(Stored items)
• • • • •
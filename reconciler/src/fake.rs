//! In-memory test doubles for the dataplane contracts (spec.md §6), used by
//! [`crate::apply`]'s scenario tests. Each fake is a cheap `Rc<RefCell<_>>`
//! handle so a test can keep one clone for assertions while another clone is
//! handed to the [`crate::client::ClientManager`] as the "open" client --
//! both see the same underlying state.

use std::{cell::RefCell, collections::HashMap, net::Ipv4Addr, rc::Rc};

use wireguard_control::Key;

use crate::{
    dataplane::{
        DataplaneClient, DeviceConfig, DeviceState, DpResult, IpRule, LinkInfo, LinkState,
        PeerState, RouteDesire, WireguardClient,
    },
    error::DataplaneError,
    route_table::{GraceWindowRouteTable, RouteInstaller},
};

pub type FakeRouteTable<C> = GraceWindowRouteTable<C, NullInstaller>;

/// A [`RouteInstaller`] that always succeeds and records nothing; the route
/// state worth asserting on lives in [`GraceWindowRouteTable::live_kinds`].
#[derive(Debug, Default)]
pub struct NullInstaller;

impl RouteInstaller for NullInstaller {
    fn add_route(&mut self, _route: &RouteDesire) -> Result<(), String> {
        Ok(())
    }

    fn del_route(&mut self, _route: &RouteDesire) -> Result<(), String> {
        Ok(())
    }
}

#[derive(Default)]
struct DpState {
    links: HashMap<String, LinkInfo>,
    next_index: u32,
    addrs: HashMap<u32, Vec<Ipv4Addr>>,
    rules: Vec<IpRule>,
    mutation_count: u64,
    fail_next_link_add: bool,
}

/// Shared handle implementing [`DataplaneClient`] over in-memory state.
#[derive(Clone)]
pub struct FakeDataplane(Rc<RefCell<DpState>>);

impl FakeDataplane {
    pub fn shared() -> Self {
        Self(Rc::new(RefCell::new(DpState::default())))
    }

    /// A factory suitable for [`crate::Reconciler::new`]; every call returns
    /// a handle onto the same shared state.
    pub fn opener(&self) -> impl FnMut() -> Result<FakeDataplane, DataplaneError> + 'static {
        let handle = self.clone();
        move || Ok(handle.clone())
    }

    /// Makes the next `link_add_wireguard` call fail retriably, simulating a
    /// transient kernel error (S5).
    pub fn fail_next_link_add(&self) {
        self.0.borrow_mut().fail_next_link_add = true;
    }

    /// Injects a rule belonging to a table this reconciler doesn't own, to
    /// assert teardown leaves other reconcilers' rules alone (S6).
    pub fn add_foreign_rule(&self, rule: IpRule) {
        self.0.borrow_mut().rules.push(rule);
    }

    pub fn all_rules(&self) -> Vec<IpRule> {
        self.0.borrow().rules.clone()
    }

    pub fn mutation_count(&self) -> u64 {
        self.0.borrow().mutation_count
    }
}

impl DataplaneClient for FakeDataplane {
    fn link_add_wireguard(&mut self, name: &str, mtu: u32) -> DpResult<()> {
        let mut state = self.0.borrow_mut();
        if state.fail_next_link_add {
            state.fail_next_link_add = false;
            return Err(DataplaneError::retriable("simulated transient link-add failure"));
        }
        let index = state.next_index + 1;
        state.next_index = index;
        state.links.insert(
            name.to_string(),
            LinkInfo {
                index,
                state: LinkState::Down,
                mtu,
            },
        );
        state.mutation_count += 1;
        Ok(())
    }

    fn link_del(&mut self, name: &str) -> DpResult<()> {
        let mut state = self.0.borrow_mut();
        if let Some(link) = state.links.remove(name) {
            state.addrs.remove(&link.index);
        }
        state.mutation_count += 1;
        Ok(())
    }

    fn link_set_up(&mut self, name: &str) -> DpResult<()> {
        let mut state = self.0.borrow_mut();
        if let Some(link) = state.links.get_mut(name) {
            link.state = LinkState::Up;
        }
        state.mutation_count += 1;
        Ok(())
    }

    fn link_set_mtu(&mut self, name: &str, mtu: u32) -> DpResult<()> {
        let mut state = self.0.borrow_mut();
        if let Some(link) = state.links.get_mut(name) {
            link.mtu = mtu;
        }
        state.mutation_count += 1;
        Ok(())
    }

    fn link_by_name(&mut self, name: &str) -> DpResult<Option<LinkInfo>> {
        Ok(self.0.borrow().links.get(name).copied())
    }

    fn addr_list(&mut self, link_index: u32) -> DpResult<Vec<Ipv4Addr>> {
        Ok(self
            .0
            .borrow()
            .addrs
            .get(&link_index)
            .cloned()
            .unwrap_or_default())
    }

    fn addr_add(&mut self, link_index: u32, addr: Ipv4Addr) -> DpResult<()> {
        let mut state = self.0.borrow_mut();
        let list = state.addrs.entry(link_index).or_default();
        if !list.contains(&addr) {
            list.push(addr);
        }
        state.mutation_count += 1;
        Ok(())
    }

    fn addr_del(&mut self, link_index: u32, addr: Ipv4Addr) -> DpResult<()> {
        let mut state = self.0.borrow_mut();
        if let Some(list) = state.addrs.get_mut(&link_index) {
            list.retain(|a| *a != addr);
        }
        state.mutation_count += 1;
        Ok(())
    }

    fn rule_list(&mut self, table: u32) -> DpResult<Vec<IpRule>> {
        Ok(self
            .0
            .borrow()
            .rules
            .iter()
            .filter(|r| r.table == table)
            .copied()
            .collect())
    }

    fn rule_add(&mut self, rule: IpRule) -> DpResult<()> {
        let mut state = self.0.borrow_mut();
        state.rules.push(rule);
        state.mutation_count += 1;
        Ok(())
    }

    fn rule_del(&mut self, rule: IpRule) -> DpResult<()> {
        let mut state = self.0.borrow_mut();
        state.rules.retain(|r| *r != rule);
        state.mutation_count += 1;
        Ok(())
    }
}

#[derive(Default)]
struct WgState {
    device: Option<DeviceState>,
    mutation_count: u64,
}

/// Shared handle implementing [`WireguardClient`] over in-memory state.
#[derive(Clone)]
pub struct FakeWireguard(Rc<RefCell<WgState>>);

impl FakeWireguard {
    pub fn shared() -> Self {
        Self(Rc::new(RefCell::new(WgState::default())))
    }

    pub fn opener(&self) -> impl FnMut() -> Result<FakeWireguard, DataplaneError> + 'static {
        let handle = self.clone();
        move || Ok(handle.clone())
    }

    /// A snapshot of the device's current state, for test assertions.
    pub fn device(&self) -> DeviceState {
        self.0.borrow().device.clone().unwrap_or_else(empty_device)
    }

    pub fn mutation_count(&self) -> u64 {
        self.0.borrow().mutation_count
    }

    /// Mutates the device directly, bypassing `configure_device`, to
    /// simulate out-of-band tampering between Applies (S4).
    pub fn hijack(&self, f: impl FnOnce(&mut DeviceState)) {
        let mut state = self.0.borrow_mut();
        let device = state.device.get_or_insert_with(empty_device);
        f(device);
    }
}

fn empty_device() -> DeviceState {
    DeviceState {
        public_key: None,
        private_key: None,
        listen_port: 0,
        firewall_mark: 0,
        peers: Vec::new(),
    }
}

impl WireguardClient for FakeWireguard {
    fn device_by_name(&mut self, _name: &str) -> DpResult<DeviceState> {
        Ok(self.device())
    }

    fn configure_device(&mut self, _name: &str, config: DeviceConfig) -> DpResult<()> {
        let mut state = self.0.borrow_mut();
        let device = state.device.get_or_insert_with(empty_device);

        if let Some(private_key) = config.private_key {
            device.public_key = Some(private_key.get_public());
            device.private_key = Some(private_key);
        }
        if let Some(port) = config.listen_port {
            device.listen_port = port;
        }
        if let Some(mark) = config.firewall_mark {
            device.firewall_mark = mark;
        }

        for update in config.peers {
            if update.remove {
                device.peers.retain(|p| p.public_key != update.public_key);
                continue;
            }
            match device.peers.iter_mut().find(|p| p.public_key == update.public_key) {
                Some(existing) => {
                    if update.endpoint.is_some() {
                        existing.endpoint = update.endpoint;
                    }
                    if update.replace_allowed_ips {
                        existing.allowed_ips = update.allowed_ips;
                    }
                },
                None => device.peers.push(PeerState {
                    public_key: update.public_key,
                    endpoint: update.endpoint,
                    allowed_ips: update.allowed_ips,
                }),
            }
        }

        state.mutation_count += 1;
        Ok(())
    }
}

/// Records every published key, for test assertions (`status.published()`).
#[derive(Clone, Default)]
pub struct FakeStatusCallback(Rc<RefCell<Vec<Key>>>);

impl FakeStatusCallback {
    pub fn new() -> Self {
        Self::default()
    }

    pub fn published(&self) -> Vec<Key> {
        self.0.borrow().clone()
    }
}

impl crate::dataplane::StatusCallback for FakeStatusCallback {
    fn status(&mut self, public_key: Key) -> Result<(), String> {
        self.0.borrow_mut().push(public_key);
        Ok(())
    }
}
• • • • •
Look through the data above and return each line where the string "DeviceConfig" occurs.

        DataplaneClient, DeviceConfig, DeviceState, DpResult, IpRule, LinkInfo, LinkState,
    fn configure_device(&mut self, _name: &str, config: DeviceConfig) -> DpResult<()> {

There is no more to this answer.